Required action:
Search the listing below for the word "current" and return each line that contains it.
——————
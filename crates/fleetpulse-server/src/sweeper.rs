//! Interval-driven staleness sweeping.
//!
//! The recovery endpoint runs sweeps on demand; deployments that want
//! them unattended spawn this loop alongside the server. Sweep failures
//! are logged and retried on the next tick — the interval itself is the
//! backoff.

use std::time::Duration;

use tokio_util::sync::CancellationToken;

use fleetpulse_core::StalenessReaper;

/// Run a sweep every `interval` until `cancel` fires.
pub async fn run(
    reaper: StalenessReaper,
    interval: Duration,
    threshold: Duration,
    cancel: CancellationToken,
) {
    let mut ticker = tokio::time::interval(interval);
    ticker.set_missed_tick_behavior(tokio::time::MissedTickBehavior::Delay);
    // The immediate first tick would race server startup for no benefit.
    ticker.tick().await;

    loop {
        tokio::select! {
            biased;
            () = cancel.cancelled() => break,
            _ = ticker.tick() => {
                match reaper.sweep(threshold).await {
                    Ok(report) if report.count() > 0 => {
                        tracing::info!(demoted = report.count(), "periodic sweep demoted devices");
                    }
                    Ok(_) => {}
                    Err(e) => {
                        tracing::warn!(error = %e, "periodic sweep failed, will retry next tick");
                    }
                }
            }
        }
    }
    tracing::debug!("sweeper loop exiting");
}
——————
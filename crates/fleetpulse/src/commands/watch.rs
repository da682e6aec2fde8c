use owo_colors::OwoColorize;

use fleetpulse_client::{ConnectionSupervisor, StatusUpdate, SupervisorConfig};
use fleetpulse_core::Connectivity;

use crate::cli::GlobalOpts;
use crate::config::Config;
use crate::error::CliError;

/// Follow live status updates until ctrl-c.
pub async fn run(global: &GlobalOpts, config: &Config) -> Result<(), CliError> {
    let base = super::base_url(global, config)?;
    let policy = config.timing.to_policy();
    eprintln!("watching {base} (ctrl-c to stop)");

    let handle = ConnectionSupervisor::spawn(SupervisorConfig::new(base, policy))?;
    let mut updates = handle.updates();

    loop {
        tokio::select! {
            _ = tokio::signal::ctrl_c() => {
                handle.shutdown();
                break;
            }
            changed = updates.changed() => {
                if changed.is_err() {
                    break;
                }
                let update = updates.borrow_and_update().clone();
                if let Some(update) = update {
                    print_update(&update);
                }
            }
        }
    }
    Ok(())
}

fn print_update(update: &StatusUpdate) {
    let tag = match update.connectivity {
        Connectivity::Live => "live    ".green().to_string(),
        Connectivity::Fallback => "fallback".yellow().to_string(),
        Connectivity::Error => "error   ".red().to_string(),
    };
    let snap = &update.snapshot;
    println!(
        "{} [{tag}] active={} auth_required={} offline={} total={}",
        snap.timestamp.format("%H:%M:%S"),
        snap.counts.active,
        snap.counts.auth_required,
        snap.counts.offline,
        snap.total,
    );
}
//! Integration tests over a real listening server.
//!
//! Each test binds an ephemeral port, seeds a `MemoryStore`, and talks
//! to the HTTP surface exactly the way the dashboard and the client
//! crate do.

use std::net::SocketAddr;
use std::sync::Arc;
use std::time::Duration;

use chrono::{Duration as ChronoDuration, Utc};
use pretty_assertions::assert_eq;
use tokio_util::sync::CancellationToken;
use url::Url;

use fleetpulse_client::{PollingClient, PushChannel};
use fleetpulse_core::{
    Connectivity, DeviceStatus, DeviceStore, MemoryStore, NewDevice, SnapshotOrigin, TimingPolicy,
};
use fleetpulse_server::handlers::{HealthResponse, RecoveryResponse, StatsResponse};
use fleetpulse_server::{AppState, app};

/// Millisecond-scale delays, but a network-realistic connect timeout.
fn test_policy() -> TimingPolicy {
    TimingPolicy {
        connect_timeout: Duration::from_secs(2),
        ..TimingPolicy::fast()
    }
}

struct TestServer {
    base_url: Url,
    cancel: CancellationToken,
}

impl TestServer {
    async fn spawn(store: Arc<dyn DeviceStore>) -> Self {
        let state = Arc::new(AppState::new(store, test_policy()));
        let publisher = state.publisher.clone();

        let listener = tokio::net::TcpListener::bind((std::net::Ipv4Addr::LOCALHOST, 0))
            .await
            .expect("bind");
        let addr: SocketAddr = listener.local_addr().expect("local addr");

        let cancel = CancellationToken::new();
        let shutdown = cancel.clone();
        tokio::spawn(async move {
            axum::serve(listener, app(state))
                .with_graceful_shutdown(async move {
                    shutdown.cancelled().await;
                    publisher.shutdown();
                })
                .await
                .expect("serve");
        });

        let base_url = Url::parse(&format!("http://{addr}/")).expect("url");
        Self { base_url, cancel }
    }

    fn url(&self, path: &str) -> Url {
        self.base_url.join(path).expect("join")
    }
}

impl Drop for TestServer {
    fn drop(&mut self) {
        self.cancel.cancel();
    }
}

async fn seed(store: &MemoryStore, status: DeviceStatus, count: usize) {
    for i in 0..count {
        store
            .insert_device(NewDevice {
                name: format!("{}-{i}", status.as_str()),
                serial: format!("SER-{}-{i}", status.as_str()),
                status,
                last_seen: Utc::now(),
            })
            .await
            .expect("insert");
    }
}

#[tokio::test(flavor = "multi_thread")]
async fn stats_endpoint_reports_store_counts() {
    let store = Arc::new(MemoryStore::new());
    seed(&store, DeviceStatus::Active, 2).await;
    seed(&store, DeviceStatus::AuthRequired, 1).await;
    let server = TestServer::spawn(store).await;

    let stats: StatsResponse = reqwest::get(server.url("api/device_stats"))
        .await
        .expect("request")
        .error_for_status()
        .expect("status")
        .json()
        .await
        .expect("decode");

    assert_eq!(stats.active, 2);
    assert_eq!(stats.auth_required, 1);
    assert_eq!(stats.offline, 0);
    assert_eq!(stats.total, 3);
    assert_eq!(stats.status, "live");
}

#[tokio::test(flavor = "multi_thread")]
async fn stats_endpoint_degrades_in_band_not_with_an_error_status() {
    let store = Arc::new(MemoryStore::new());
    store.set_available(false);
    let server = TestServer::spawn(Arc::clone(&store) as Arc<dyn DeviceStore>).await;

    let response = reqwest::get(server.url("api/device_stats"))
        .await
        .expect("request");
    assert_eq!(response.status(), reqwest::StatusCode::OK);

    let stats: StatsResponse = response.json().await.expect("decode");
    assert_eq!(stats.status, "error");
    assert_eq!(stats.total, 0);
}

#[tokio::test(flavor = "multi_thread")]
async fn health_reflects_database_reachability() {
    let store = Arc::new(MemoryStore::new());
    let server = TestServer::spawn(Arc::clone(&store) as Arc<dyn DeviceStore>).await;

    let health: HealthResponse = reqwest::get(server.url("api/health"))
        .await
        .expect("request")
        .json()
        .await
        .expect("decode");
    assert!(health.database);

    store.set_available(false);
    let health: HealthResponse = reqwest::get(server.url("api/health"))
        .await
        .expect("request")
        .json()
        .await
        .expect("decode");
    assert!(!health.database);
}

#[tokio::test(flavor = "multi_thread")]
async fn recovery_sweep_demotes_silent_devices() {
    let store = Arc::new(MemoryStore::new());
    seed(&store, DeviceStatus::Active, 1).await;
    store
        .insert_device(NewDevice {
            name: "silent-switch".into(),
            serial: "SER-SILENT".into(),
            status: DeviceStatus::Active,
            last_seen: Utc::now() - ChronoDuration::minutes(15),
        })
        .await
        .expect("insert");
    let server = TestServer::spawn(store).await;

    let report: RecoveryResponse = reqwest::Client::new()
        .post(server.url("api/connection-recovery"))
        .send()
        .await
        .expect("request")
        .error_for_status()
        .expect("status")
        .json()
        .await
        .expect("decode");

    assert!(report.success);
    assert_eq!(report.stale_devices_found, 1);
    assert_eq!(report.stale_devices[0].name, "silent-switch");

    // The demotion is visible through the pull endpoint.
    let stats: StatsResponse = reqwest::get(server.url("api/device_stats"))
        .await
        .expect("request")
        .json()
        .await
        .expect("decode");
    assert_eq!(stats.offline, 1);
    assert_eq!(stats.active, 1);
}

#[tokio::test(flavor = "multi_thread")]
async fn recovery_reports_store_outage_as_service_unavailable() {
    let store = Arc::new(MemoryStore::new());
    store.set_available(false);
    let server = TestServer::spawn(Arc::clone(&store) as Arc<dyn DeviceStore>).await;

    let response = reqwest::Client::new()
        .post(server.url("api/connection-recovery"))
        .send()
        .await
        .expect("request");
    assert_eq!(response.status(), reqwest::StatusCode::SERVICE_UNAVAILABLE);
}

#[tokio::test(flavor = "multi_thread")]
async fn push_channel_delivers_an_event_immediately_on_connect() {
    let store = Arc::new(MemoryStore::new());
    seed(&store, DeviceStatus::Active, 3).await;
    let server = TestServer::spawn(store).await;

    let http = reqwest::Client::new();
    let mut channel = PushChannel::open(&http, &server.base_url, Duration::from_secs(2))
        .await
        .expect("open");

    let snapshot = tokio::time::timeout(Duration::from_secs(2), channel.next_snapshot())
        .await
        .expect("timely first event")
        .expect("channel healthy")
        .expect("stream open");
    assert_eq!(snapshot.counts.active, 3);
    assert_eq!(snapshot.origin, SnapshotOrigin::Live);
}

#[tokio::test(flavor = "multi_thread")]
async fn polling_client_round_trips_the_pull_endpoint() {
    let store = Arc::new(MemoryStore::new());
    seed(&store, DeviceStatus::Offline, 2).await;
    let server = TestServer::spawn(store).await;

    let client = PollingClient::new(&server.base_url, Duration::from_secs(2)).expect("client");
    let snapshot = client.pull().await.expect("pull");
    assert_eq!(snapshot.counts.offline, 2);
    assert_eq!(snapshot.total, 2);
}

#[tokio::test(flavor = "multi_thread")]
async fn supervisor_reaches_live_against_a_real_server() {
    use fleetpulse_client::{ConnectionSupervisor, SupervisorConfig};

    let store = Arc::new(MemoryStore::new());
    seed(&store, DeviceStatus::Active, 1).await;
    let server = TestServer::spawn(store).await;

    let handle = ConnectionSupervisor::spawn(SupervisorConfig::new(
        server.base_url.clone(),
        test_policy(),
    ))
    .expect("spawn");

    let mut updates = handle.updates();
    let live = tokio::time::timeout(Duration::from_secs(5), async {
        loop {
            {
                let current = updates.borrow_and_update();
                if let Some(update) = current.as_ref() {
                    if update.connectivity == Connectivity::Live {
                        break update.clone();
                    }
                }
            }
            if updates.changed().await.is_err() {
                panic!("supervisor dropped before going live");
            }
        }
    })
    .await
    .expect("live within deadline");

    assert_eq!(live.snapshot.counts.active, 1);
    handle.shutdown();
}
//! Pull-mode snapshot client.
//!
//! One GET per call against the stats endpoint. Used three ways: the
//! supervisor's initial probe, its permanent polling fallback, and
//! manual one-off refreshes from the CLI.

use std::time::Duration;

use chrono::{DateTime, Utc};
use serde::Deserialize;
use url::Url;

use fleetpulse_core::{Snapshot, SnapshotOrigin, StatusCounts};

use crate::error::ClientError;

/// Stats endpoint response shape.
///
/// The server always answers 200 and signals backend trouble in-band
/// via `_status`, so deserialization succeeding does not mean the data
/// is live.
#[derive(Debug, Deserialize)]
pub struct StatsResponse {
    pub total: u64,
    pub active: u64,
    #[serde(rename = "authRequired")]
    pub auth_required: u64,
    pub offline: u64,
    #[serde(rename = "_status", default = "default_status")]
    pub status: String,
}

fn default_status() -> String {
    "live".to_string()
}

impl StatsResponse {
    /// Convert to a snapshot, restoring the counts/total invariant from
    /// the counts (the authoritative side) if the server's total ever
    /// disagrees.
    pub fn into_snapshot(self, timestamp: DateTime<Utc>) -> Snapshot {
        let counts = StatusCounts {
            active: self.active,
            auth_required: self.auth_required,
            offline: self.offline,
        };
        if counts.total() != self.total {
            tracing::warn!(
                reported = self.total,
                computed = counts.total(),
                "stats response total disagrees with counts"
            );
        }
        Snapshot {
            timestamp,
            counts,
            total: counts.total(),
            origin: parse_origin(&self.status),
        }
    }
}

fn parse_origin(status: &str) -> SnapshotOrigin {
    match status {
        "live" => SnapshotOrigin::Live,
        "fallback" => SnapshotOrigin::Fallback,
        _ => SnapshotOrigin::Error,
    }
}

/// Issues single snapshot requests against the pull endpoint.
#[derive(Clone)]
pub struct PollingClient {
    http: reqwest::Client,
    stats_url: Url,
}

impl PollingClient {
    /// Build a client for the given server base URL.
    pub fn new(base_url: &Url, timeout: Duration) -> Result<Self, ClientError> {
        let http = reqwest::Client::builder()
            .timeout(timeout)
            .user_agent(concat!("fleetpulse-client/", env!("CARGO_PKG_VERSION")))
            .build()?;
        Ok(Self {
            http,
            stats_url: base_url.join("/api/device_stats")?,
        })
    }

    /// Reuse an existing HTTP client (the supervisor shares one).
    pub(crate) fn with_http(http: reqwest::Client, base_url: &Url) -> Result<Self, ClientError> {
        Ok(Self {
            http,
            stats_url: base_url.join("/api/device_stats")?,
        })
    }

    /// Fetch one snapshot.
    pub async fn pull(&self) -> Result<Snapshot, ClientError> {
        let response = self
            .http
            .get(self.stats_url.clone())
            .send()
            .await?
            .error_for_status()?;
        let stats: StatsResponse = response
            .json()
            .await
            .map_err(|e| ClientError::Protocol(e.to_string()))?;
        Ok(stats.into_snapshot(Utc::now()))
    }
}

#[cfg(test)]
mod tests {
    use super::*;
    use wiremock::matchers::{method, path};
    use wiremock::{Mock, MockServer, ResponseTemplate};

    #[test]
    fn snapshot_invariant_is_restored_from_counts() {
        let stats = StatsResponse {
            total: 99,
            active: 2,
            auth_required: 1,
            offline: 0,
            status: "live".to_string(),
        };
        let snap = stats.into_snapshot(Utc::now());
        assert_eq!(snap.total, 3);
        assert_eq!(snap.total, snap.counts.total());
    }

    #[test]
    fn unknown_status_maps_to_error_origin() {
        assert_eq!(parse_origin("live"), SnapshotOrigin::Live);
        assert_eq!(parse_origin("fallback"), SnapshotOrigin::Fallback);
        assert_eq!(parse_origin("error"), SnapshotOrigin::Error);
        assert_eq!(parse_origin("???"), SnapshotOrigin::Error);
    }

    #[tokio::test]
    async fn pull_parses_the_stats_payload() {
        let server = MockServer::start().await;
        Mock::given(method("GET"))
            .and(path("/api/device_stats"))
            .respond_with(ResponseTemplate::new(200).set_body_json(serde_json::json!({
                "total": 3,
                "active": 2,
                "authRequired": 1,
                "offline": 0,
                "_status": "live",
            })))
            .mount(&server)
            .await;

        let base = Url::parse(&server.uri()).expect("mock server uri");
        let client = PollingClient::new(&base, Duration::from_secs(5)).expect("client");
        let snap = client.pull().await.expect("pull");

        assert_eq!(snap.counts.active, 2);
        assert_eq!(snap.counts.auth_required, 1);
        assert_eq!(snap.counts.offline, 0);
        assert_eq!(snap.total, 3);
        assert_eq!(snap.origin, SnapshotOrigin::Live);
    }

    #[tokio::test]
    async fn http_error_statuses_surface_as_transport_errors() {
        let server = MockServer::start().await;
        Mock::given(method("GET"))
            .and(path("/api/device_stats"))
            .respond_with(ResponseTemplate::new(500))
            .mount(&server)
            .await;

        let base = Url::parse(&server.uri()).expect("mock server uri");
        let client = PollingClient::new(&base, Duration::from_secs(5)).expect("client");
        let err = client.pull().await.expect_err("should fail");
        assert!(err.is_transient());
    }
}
——————
Answer:
                let current = updates.borrow_and_update();
                if let Some(update) = current.as_ref() {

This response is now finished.